According to at least one example embodiment, the lowest point of water flow section of the water level control pipe portion is arranged vertically above the highest point of the grey water outlet, or the radial cross section thereof. According to at least one example embodiment, the lowest point of water flow section of the water level control pipe portion is arranged vertically above a centre axis of the grey water outlet. According to at least one example embodiment, the lowest point of water flow section of the water level control pipe portion is arranged vertically above the lowest point of the grey water outlet, or the radial cross section thereof.

According to at least one alternative example embodiment, the water flow section of the water level control pipe portion is arranged vertically in the same vertical level, or vertically above, the grey water outlet.

According to at least one example embodiment, the drain system further comprises a water trap arranged downstream of the grey water outlet, wherein the water level control pipe portion is comprised in the water trap or is arranged downstream of the water trap.

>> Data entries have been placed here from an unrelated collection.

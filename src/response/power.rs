// SPDX-License-Identifier: MPL-2.0
// This Source Code Form is subject to the terms of the Mozilla Public
// License, v. 2.0. If a copy of the MPL was not distributed with this
// file, You can obtain one at https://mozilla.org/MPL/2.0/.

//! Power-limit read and write responses.

use serde_json::Value;

use crate::error::DecodeError;

use super::fields::{Envelope, integer};

/// The on-grid power setting reported by `/getPower`.
///
/// The value is reported as the device sends it, in watts, without
/// range-checking: the device is the authority on its own setting.
///
/// # Examples
///
/// ```
/// use ezhi_local::response::PowerSetting;
///
/// let json = serde_json::json!({"data": {"power": 450}, "message": "SUCCESS"});
/// assert_eq!(PowerSetting::decode(&json).unwrap().watts(), 450);
/// ```
#[derive(Debug, Clone, Copy, PartialEq, Eq, serde::Serialize)]
pub struct PowerSetting {
    watts: i32,
}

impl PowerSetting {
    /// Creates a setting from a wattage.
    #[must_use]
    pub const fn new(watts: i32) -> Self {
        Self { watts }
    }

    /// Decodes a `/getPower` payload.
    ///
    /// # Errors
    ///
    /// Returns `DecodeError::MissingField` if `data.power` is absent and
    /// `DecodeError::TypeMismatch` if it is not an integer that fits in
    /// 32 bits.
    pub fn decode(payload: &Value) -> Result<Self, DecodeError> {
        let data = Envelope::parse(payload)?.into_data()?;
        let raw = integer(&data, "power")?;
        let watts = i32::try_from(raw).map_err(|_| DecodeError::TypeMismatch {
            field: "data.power".to_string(),
            expected: "32-bit integer",
        })?;
        Ok(Self { watts })
    }

    /// Returns the setting in watts.
    #[must_use]
    pub const fn watts(&self) -> i32 {
        self.watts
    }
}

/// Acknowledgement returned by a write request.
///
/// The device signals the outcome through the top-level `message` field.
#[derive(Debug, Clone, PartialEq, Eq)]
pub struct CommandAck {
    message: String,
}

impl CommandAck {
    /// The message the device sends on success.
    pub const SUCCESS: &'static str = "SUCCESS";

    /// Decodes a write acknowledgement.
    ///
    /// # Errors
    ///
    /// Returns `DecodeError::MissingField` if there is no `message`.
    pub fn decode(payload: &Value) -> Result<Self, DecodeError> {
        let message = Envelope::parse(payload)?
            .message
            .ok_or_else(|| DecodeError::MissingField("message".to_string()))?;
        Ok(Self { message })
    }

    /// Returns `true` if the device accepted the write.
    #[must_use]
    pub fn is_success(&self) -> bool {
        self.message.eq_ignore_ascii_case(Self::SUCCESS)
    }

    /// Returns the raw message.
    #[must_use]
    pub fn message(&self) -> &str {
        &self.message
    }
}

Thus, the drain system may comprise a water trap arranged downstream of the grey water outlet. The water trap may e.g. end into the water level control pipe portion, or the water level control pipe portion may be comprised in the water trap. Thus, the water level control pipe portion need not to be comprised in the water trap. The water trap may e.g. be a U-shaped pipe portion, typically designed to trap liquid or gas to prevent unwanted flow, e.g. sewer gases from flowing upstream. In an alternative example embodiment, the drain system comprises a water trap arranged downstream of the water level control pipe portion.

According to at least one example embodiment, the downcomer is arranged directly downstream of the water trap. For example, the water trap ends into the downcomer. According to at least one alternative example embodiment, the downcomer forms a part of the water trap, i.e. is comprised in the water trap.

According to at least one example embodiment, the water level control pipe portion is connected to the downcomer by means of a pipe bend, e.g. a 90 degrees bend.

According to at least one example embodiment, the water level control pipe portion is a horizontally arranged pipe portion, or is comprised in a pipe bend.

Hereby, the wetting level in the heat exchanger can be controlled in an efficient manner. For example, the horizontally arranged pipe portion, or pipe bend, of the water level control pipe portion comprises the previously mentioned water flow section with the lowest point arranged vertically above the grey water outlet.

According to at least one example embodiment, the radial cross section of the water level control pipe portion is non-circular.

Hereby, the previously mentioned water flow section with the lowest point can be adapted. For example, by having a non-circular radial cross section of the water level control pipe portion which is oval and defined by having a larger central horizontal axis than a central vertical axis, the lowest point of the water flow section can be arranged vertically higher, compared to if a corresponding circular radial cross section would have been used.

According to at least one example embodiment, the downcomer is a vertically arranged pipe portion.

Hereby, the downcomer can efficiently increase the flowrate of greywater.

According to at least one example embodiment, the contraction in the downcomer is tapering.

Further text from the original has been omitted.